Example questions or scenarios:
- "An advertising partner claims their ad impressions dropped by 15% last week. How do you investigate this?"
- "How would you define and measure 'user engagement' for a newly launched digital magazine?"
- "Explain how you would calculate the lifetime value of a subscriber who signed up during a promotional period."
Scripting and Automation
For roles like the Data and Automation Analyst, your ability to automate repetitive tasks is a major differentiator. We look for candidates who can use Python, R, or advanced scripting to streamline data pipelines, automate report generation, and reduce manual overhead. Strong performance here involves demonstrating a mindset of efficiency—showing us that you build scalable solutions rather than one-off fixes.
Be ready to go over:
- Python Data Libraries – Proficiency with Pandas and NumPy for data manipulation outside of SQL.

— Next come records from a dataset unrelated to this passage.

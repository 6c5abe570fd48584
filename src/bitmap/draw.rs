use crate::{
    bitmap::{blend, image_bitmap::ImageBitmap, raw::RGB24},
    foundation::{
        error::{CleaveError, CleaveResult},
        geometry::Rect,
    },
};

impl ImageBitmap {
    /// Composite one straight-alpha pixel onto `(x, y)`.
    ///
    /// `alpha` of `None` or 255 replaces the pixel and makes it opaque; 0
    /// leaves the bitmap untouched; anything in between blends with
    /// [`blend::over`]. Out-of-bounds draws are dropped.
    pub fn draw_pixel(&mut self, x: i64, y: i64, rgb: &[u8], alpha: Option<u8>) -> CleaveResult<()> {
        let rgb: [u8; 3] = rgb
            .try_into()
            .map_err(|_| CleaveError::component_count(3, rgb.len()))?;
        self.composite_pixel(x, y, rgb, alpha.unwrap_or(255));
        Ok(())
    }

    fn composite_pixel(&mut self, x: i64, y: i64, rgb: [u8; 3], alpha: u8) {
        if alpha == 0 || self.index(x, y).is_none() {
            return;
        }
        if alpha == 255 {
            self.put_rgb(x, y, rgb);
            self.set_alpha(x, y, 255);
            return;
        }
        let (out, out_a) = blend::over(rgb, alpha, self.get_rgb(x, y), self.get_alpha(x, y));
        self.put_rgb(x, y, out);
        self.set_alpha(x, y, out_a);
    }

    /// Copy a horizontal strip of `width` pixels from `source` row `sy`
    /// starting at `sx` into this bitmap's row `dy` starting at `dx`.
    ///
    /// The strip is clipped on both ends against both bitmaps. Pixels are
    /// replaced, not blended; alpha is copied when this bitmap has alpha
    /// (opaque for sources without it).
    pub fn set_row(
        &mut self,
        source: &ImageBitmap,
        sx: i64,
        sy: i64,
        dx: i64,
        dy: i64,
        width: i64,
    ) {
        let (src_w, src_h) = (i64::from(source.width()), i64::from(source.height()));
        let (dst_w, dst_h) = (i64::from(self.width()), i64::from(self.height()));
        if width <= 0 || sy < 0 || sy >= src_h || dy < 0 || dy >= dst_h {
            return;
        }

        let shift = sx.saturating_neg().max(dx.saturating_neg()).max(0);
        let (sx, dx) = (sx.saturating_add(shift), dx.saturating_add(shift));
        let len = (width - shift).min(src_w - sx).min(dst_w - dx);
        if len <= 0 {
            return;
        }

        let (Some(si), Some(di)) = (source.index(sx, sy), self.index(dx, dy)) else {
            return;
        };
        let len = len as usize;

        self.rgb[di * RGB24..(di + len) * RGB24]
            .copy_from_slice(&source.rgb[si * RGB24..(si + len) * RGB24]);

        if self.has_alpha {
            let dst = &mut self.alpha[di..di + len];
            if source.has_alpha {
                dst.copy_from_slice(&source.alpha[si..si + len]);
            } else {
                dst.fill(255);
            }
        }
    }

    /// Draw all of `source` with its top-left corner at `(dx, dy)`.
    pub fn draw_image(&mut self, source: &ImageBitmap, dx: i64, dy: i64) -> CleaveResult<()> {
        let (w, h) = (i64::from(source.width()), i64::from(source.height()));
        self.draw_image_region(source, Rect::new(0, 0, w, h), Rect::new(dx, dy, w, h))
    }

    /// Draw the `src` rectangle of `source` into the `dst` rectangle.
    ///
    /// Both rectangles must have non-negative, identical sizes: scaling is
    /// not supported. Sources without alpha are copied row by row; sources
    /// with alpha are composited pixel by pixel.
    pub fn draw_image_region(
        &mut self,
        source: &ImageBitmap,
        src: Rect,
        dst: Rect,
    ) -> CleaveResult<()> {
        if src.width < 0 || src.height < 0 {
            return Err(CleaveError::NegativeLength("source rectangle"));
        }
        if dst.width < 0 || dst.height < 0 {
            return Err(CleaveError::NegativeLength("destination rectangle"));
        }
        if src.width != dst.width || src.height != dst.height {
            return Err(CleaveError::ResizeNotSupported {
                sw: src.width,
                sh: src.height,
                dw: dst.width,
                dh: dst.height,
            });
        }
        if dst.is_empty() || dst.misses(self.width(), self.height()) {
            return Ok(());
        }

        // Only the rows and columns that land inside this bitmap are visited.
        let (dst_w, dst_h) = (i64::from(self.width()), i64::from(self.height()));
        let rows = dst.y.saturating_neg().max(0)..src.height.min(dst_h.saturating_sub(dst.y));
        let cols = dst.x.saturating_neg().max(0)..src.width.min(dst_w.saturating_sub(dst.x));

        for y in rows {
            let ty = dst.y + y;
            let sy = src.y.saturating_add(y);

            if !source.has_alpha {
                self.set_row(source, src.x, sy, dst.x, ty, src.width);
                continue;
            }

            for x in cols.clone() {
                let sx = src.x.saturating_add(x);
                self.composite_pixel(
                    dst.x + x,
                    ty,
                    source.get_rgb(sx, sy),
                    source.get_alpha(sx, sy),
                );
            }
        }
        Ok(())
    }
}

#[cfg(test)]
#[path = "../../tests/unit/bitmap/draw.rs"]
mod tests;
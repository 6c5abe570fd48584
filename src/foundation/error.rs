/// Convenience result type used across canvas-cleave.
pub type CleaveResult<T> = Result<T, CleaveError>;

/// Error taxonomy for bitmap construction, drawing and region transfer.
///
/// Out-of-bounds coordinates are never errors: reads yield sentinel pixels and
/// writes are dropped. Every variant here is a precondition violation at the
/// call that raised it.
#[derive(thiserror::Error, Debug)]
pub enum CleaveError {
    /// Negative width or height supplied for a raw image.
    #[error("invalid dimensions: {width}x{height}")]
    InvalidDimensions {
        /// Declared width.
        width: i64,
        /// Declared height.
        height: i64,
    },

    /// Byte buffer length does not match the declared geometry.
    #[error("size mismatch: expected {expected} bytes, got {actual}")]
    SizeMismatch {
        /// Length implied by width, height and channel count.
        expected: usize,
        /// Actual buffer length.
        actual: usize,
    },

    /// Raw image `size` metadata disagrees with the data length.
    #[error("size metadata mismatch: info.size is {declared}, data has {actual} bytes")]
    SizeMetadataMismatch {
        /// Value of `info.size`.
        declared: usize,
        /// Actual buffer length.
        actual: usize,
    },

    /// Premultiplied-alpha raw images are not accepted.
    #[error("premultiplied alpha is not supported")]
    PremultipliedUnsupported,

    /// Raw image channel count outside 1..=4.
    #[error("source image must have 1-4 channels, got {0}")]
    UnsupportedChannelCount(u8),

    /// Requested allocation exceeds the bitmap memory ceiling.
    #[error("bitmap of {width}x{height} exceeds the {limit} byte memory limit")]
    TooLarge {
        /// Requested width.
        width: u64,
        /// Requested height.
        height: u64,
        /// Ceiling in bytes.
        limit: u64,
    },

    /// Pixel array of the wrong length handed to a setter.
    #[error("expected {expected} pixel components, got {actual}")]
    InvalidComponentCount {
        /// Required component count.
        expected: usize,
        /// Supplied component count.
        actual: usize,
    },

    /// `drawImage` source and destination rectangles differ in size.
    #[error("source and target draw rects must be equal in size ({sw}x{sh} vs {dw}x{dh})")]
    ResizeNotSupported {
        /// Source width.
        sw: i64,
        /// Source height.
        sh: i64,
        /// Destination width.
        dw: i64,
        /// Destination height.
        dh: i64,
    },

    /// Negative width or height where only non-negative lengths are allowed.
    #[error("negative length: {0}")]
    NegativeLength(&'static str),

    /// Zero-sized `getImageData` request.
    #[error("cannot request empty image data")]
    EmptyRegion,

    /// Infinite value supplied to `putImageData`.
    #[error("{0} must be finite")]
    InvalidInfinity(&'static str),

    /// Wrapped lower-level error from codecs or IO.
    #[error(transparent)]
    Other(#[from] anyhow::Error),
}

impl CleaveError {
    /// Build a [`CleaveError::InvalidComponentCount`] value.
    pub fn component_count(expected: usize, actual: usize) -> Self {
        Self::InvalidComponentCount { expected, actual }
    }

    /// Build a [`CleaveError::SizeMismatch`] value.
    pub fn size_mismatch(expected: usize, actual: usize) -> Self {
        Self::SizeMismatch { expected, actual }
    }
}

#[cfg(test)]
#[path = "../../tests/unit/foundation/error.rs"]
mod tests;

- Task Scheduling – Experience with tools like Cron, Airflow, or basic task schedulers to run automated scripts.
- API Integration – Pulling data from third-party advertising or social media APIs.
- Advanced concepts (less common) – Building lightweight ETL pipelines, web scraping, and interacting with cloud storage (AWS S3/GCP).
Example questions or scenarios:
- "Walk us through a time you automated a manual reporting process. What tools did you use and what was the impact?"
- "How do you handle error logging and alerts in a Python script that runs daily?"
- "Explain how you would pull weekly performance data from a third-party API and append it to our internal database."